** Opening Available data block **

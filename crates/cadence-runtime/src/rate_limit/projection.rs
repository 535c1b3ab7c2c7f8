#![forbid(unsafe_code)]

//! Rate-limited projections and watchers over an [`Observable`].
//!
//! A projection owns an output observable that follows its source through a
//! gate: [`Debounced`] publishes the final value of each burst, [`Throttled`]
//! publishes the first value immediately and the last one at the end of the
//! cooldown.
//!
//! [`watch_debounced`] and [`watch_throttled`] run a callback through the same
//! gates without an output observable.

use std::fmt;
use std::rc::Rc;

use cadence_core::{Observable, Scheduler, Subscription};
use web_time::Duration;

use super::gate::{Debouncer, Gate, Throttler};

/// Debounced view of a source observable.
pub struct Debounced<T: 'static> {
    output: Observable<T>,
    gate: Rc<Debouncer<T>>,
    _source: Subscription,
}

/// Throttled view of a source observable.
pub struct Throttled<T: 'static> {
    output: Observable<T>,
    gate: Rc<Throttler<T>>,
    _source: Subscription,
}

/// Create a projection that takes `source`'s value once it has been stable for
/// `window`.
///
/// The projection starts at the source's current value.
pub fn debounced<T>(source: &Observable<T>, window: Duration, scheduler: &Scheduler) -> Debounced<T>
where
    T: Clone + PartialEq + 'static,
{
    let output = Observable::new(source.get());
    let sink_out = output.clone();
    let gate = Rc::new(Debouncer::new(scheduler, window, move |v: T| {
        sink_out.set(v);
    }));
    let weak = Rc::downgrade(&gate);
    let sub = source.subscribe(move |v| {
        if let Some(gate) = weak.upgrade() {
            gate.call(v.clone());
        }
    });
    Debounced {
        output,
        gate,
        _source: sub,
    }
}

/// Create a projection that follows `source` at most once per `window`, plus
/// one trailing catch-up.
///
/// The projection starts at the source's current value.
pub fn throttled<T>(source: &Observable<T>, window: Duration, scheduler: &Scheduler) -> Throttled<T>
where
    T: Clone + PartialEq + 'static,
{
    let output = Observable::new(source.get());
    let sink_out = output.clone();
    let gate = Rc::new(Throttler::new(scheduler, window, move |v: T| {
        sink_out.set(v);
    }));
    let weak = Rc::downgrade(&gate);
    let sub = source.subscribe(move |v| {
        if let Some(gate) = weak.upgrade() {
            gate.call(v.clone());
        }
    });
    Throttled {
        output,
        gate,
        _source: sub,
    }
}

macro_rules! projection_accessors {
    ($ty:ident) => {
        impl<T: Clone + 'static> $ty<T> {
            /// The projected observable.
            #[must_use]
            pub fn observable(&self) -> &Observable<T> {
                &self.output
            }

            /// Current projected value.
            #[must_use]
            pub fn get(&self) -> T {
                self.output.get()
            }

            /// Drop any update still waiting on the gate.
            pub fn cancel(&self) {
                self.gate.cancel();
            }

            /// Whether an update is waiting on the gate.
            #[must_use]
            pub fn is_pending(&self) -> bool {
                self.gate.is_pending()
            }
        }

        impl<T: fmt::Debug + 'static> fmt::Debug for $ty<T> {
            fn fmt(&self, f: &mut fmt::Formatter<'_>) -> fmt::Result {
                f.debug_struct(stringify!($ty))
                    .field("output", &self.output)
                    .field("gate", &self.gate)
                    .finish()
            }
        }
    };
}

projection_accessors!(Debounced);
projection_accessors!(Throttled);

// ─── Watchers ────────────────────────────────────────────────────────────────

/// Guard for a rate-limited watcher. Dropping it detaches the watcher and
/// discards any pending call.
pub struct RateLimitedWatch {
    _subscription: Subscription,
    gate: Rc<dyn Gate>,
}

impl RateLimitedWatch {
    /// Discard the pending call without detaching.
    pub fn cancel(&self) {
        self.gate.cancel();
    }

    /// Whether a call is waiting on the gate.
    #[must_use]
    pub fn is_pending(&self) -> bool {
        self.gate.is_pending()
    }
}

impl fmt::Debug for RateLimitedWatch {
    fn fmt(&self, f: &mut fmt::Formatter<'_>) -> fmt::Result {
        f.debug_struct("RateLimitedWatch")
            .field("pending", &self.is_pending())
            .finish()
    }
}

/// Call `f` with the latest value once `source` has been stable for `window`.
pub fn watch_debounced<T>(
    source: &Observable<T>,
    window: Duration,
    scheduler: &Scheduler,
    f: impl FnMut(T) + 'static,
) -> RateLimitedWatch
where
    T: Clone + 'static,
{
    let gate = Rc::new(Debouncer::new(scheduler, window, f));
    attach(source, gate)
}

/// Call `f` with `source`'s values at most once per `window`, plus one
/// trailing call.
pub fn watch_throttled<T>(
    source: &Observable<T>,
    window: Duration,
    scheduler: &Scheduler,
    f: impl FnMut(T) + 'static,
) -> RateLimitedWatch
where
    T: Clone + 'static,
{
    let gate = Rc::new(Throttler::new(scheduler, window, f));
    attach(source, gate)
}

trait CallGate<T>: Gate {
    fn call_with(&self, value: T);
}

impl<T: 'static> CallGate<T> for Debouncer<T> {
    fn call_with(&self, value: T) {
        self.call(value);
    }
}

impl<T: 'static> CallGate<T> for Throttler<T> {
    fn call_with(&self, value: T) {
        self.call(value);
    }
}

fn attach<T, G>(source: &Observable<T>, gate: Rc<G>) -> RateLimitedWatch
where
    T: Clone + 'static,
    G: CallGate<T> + 'static,
{
    let weak = Rc::downgrade(&gate);
    let sub = source.subscribe(move |v| {
        if let Some(gate) = weak.upgrade() {
            gate.call_with(v.clone());
        }
    });
    RateLimitedWatch {
        _subscription: sub,
        gate,
    }
}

** Closing Available data block **

**Problem to solve**
Starting with the first line of the records above, give back each line exactly until the line with "use std::rc::Rc;" has been given as well.

**Problem solution**
filename crates/cadence-runtime/src/rate_limit/projection.rs
repository 535c1b3ab7c2c7f8
#![forbid(unsafe_code)]

//! Rate-limited projections and watchers over an [`Observable`].
//!
//! A projection owns an output observable that follows its source through a
//! gate: [`Debounced`] publishes the final value of each burst, [`Throttled`]
//! publishes the first value immediately and the last one at the end of the
//! cooldown.
//!
//! [`watch_debounced`] and [`watch_throttled`] run a callback through the same
//! gates without an output observable.

use std::fmt;
use std::rc::Rc;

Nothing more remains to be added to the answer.